- Records provided:
[Start of Attachment]

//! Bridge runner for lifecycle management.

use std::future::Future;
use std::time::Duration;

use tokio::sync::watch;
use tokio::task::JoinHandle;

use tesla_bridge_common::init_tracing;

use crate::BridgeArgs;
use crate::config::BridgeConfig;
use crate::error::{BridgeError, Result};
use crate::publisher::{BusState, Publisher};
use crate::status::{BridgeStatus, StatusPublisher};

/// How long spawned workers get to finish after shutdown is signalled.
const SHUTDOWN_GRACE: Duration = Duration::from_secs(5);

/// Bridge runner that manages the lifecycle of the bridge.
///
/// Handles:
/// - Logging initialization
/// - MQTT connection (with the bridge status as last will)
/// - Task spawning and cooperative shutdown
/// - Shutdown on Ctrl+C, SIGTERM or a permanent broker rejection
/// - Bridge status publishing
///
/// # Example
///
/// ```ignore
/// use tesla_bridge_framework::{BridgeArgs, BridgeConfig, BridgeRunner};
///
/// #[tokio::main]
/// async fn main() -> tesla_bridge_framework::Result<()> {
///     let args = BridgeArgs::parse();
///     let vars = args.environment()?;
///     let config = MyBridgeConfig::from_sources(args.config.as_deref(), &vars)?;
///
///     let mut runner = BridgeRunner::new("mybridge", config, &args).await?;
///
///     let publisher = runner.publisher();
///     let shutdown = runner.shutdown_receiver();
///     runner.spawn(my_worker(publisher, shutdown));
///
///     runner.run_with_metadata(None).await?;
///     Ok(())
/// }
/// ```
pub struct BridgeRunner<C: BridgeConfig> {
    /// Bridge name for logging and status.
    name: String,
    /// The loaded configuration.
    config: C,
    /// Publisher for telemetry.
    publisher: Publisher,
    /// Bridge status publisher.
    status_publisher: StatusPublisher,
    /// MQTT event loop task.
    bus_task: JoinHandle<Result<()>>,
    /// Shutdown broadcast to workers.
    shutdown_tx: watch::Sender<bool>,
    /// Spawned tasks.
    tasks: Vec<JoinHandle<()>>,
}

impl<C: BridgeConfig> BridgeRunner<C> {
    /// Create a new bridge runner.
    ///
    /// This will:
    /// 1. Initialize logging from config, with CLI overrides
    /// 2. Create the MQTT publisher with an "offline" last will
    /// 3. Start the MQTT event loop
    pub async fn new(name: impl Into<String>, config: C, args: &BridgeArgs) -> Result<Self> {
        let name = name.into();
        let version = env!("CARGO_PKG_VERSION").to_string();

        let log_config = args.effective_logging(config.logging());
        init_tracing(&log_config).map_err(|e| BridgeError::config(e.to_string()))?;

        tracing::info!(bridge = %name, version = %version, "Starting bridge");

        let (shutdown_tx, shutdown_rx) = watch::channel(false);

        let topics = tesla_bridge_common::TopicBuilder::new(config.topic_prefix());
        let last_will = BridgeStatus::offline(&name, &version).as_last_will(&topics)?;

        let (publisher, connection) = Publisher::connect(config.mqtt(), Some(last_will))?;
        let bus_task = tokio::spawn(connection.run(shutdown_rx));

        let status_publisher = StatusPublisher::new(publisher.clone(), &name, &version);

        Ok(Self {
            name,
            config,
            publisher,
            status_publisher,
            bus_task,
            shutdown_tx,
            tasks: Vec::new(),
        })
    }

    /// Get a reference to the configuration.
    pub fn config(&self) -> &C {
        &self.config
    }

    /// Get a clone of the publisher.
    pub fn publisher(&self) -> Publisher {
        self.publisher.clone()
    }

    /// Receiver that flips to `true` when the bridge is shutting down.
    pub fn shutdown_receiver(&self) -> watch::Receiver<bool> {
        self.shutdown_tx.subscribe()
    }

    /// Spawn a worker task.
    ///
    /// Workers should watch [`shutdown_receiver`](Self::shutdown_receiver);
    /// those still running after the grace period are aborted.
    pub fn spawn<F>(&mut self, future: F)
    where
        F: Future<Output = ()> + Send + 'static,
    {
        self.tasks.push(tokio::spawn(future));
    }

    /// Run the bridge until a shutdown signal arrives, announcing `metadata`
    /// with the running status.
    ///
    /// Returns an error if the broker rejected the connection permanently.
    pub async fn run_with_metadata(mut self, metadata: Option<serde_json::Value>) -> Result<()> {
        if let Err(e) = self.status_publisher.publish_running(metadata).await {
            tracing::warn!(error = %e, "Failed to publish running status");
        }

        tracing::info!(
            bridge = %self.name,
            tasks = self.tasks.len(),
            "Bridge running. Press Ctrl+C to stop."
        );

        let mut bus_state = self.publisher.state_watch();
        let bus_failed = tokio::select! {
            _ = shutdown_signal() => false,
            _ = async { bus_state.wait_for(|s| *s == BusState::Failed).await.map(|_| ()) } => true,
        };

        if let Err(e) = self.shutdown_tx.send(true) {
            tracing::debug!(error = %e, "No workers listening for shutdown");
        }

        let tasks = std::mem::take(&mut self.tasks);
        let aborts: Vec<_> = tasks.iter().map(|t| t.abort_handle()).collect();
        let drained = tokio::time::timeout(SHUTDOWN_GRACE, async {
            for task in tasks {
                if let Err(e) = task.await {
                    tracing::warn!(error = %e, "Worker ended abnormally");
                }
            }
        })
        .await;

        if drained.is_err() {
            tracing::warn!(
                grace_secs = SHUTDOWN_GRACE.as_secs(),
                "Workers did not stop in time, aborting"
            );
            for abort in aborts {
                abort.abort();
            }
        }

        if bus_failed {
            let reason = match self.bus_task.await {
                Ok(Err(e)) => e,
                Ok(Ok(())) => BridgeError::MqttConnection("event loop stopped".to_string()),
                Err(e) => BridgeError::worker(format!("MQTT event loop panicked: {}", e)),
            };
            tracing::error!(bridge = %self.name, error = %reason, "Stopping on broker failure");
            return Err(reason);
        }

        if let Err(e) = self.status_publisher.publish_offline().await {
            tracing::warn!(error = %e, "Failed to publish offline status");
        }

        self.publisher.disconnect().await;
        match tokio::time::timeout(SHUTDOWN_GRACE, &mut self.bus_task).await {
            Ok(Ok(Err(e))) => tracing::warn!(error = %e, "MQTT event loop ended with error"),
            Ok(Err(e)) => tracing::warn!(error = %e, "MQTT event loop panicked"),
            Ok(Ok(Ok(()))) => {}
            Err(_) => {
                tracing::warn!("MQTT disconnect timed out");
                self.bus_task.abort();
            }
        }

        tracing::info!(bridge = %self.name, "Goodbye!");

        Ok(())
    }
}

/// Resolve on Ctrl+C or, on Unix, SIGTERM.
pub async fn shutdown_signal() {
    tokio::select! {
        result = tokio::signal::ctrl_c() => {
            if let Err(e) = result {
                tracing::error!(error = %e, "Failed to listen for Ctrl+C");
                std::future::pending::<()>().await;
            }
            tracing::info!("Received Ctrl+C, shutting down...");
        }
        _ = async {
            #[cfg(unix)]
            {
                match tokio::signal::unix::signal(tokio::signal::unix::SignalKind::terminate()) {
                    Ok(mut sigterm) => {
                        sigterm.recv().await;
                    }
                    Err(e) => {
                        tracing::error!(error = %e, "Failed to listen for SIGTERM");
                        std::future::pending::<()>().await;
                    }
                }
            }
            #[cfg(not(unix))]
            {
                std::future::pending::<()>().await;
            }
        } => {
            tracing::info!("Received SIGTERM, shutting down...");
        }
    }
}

[End of Attachment]

- What you are asked to do: Please reply with an exact copy of the lines above, starting at the first and ending at the line that holds "shutdown is signalled.".

- Result:
//! Bridge runner for lifecycle management.

use std::future::Future;
use std::time::Duration;

use tokio::sync::watch;
use tokio::task::JoinHandle;

use tesla_bridge_common::init_tracing;

use crate::BridgeArgs;
use crate::config::BridgeConfig;
use crate::error::{BridgeError, Result};
use crate::publisher::{BusState, Publisher};
use crate::status::{BridgeStatus, StatusPublisher};

/// How long spawned workers get to finish after shutdown is signalled.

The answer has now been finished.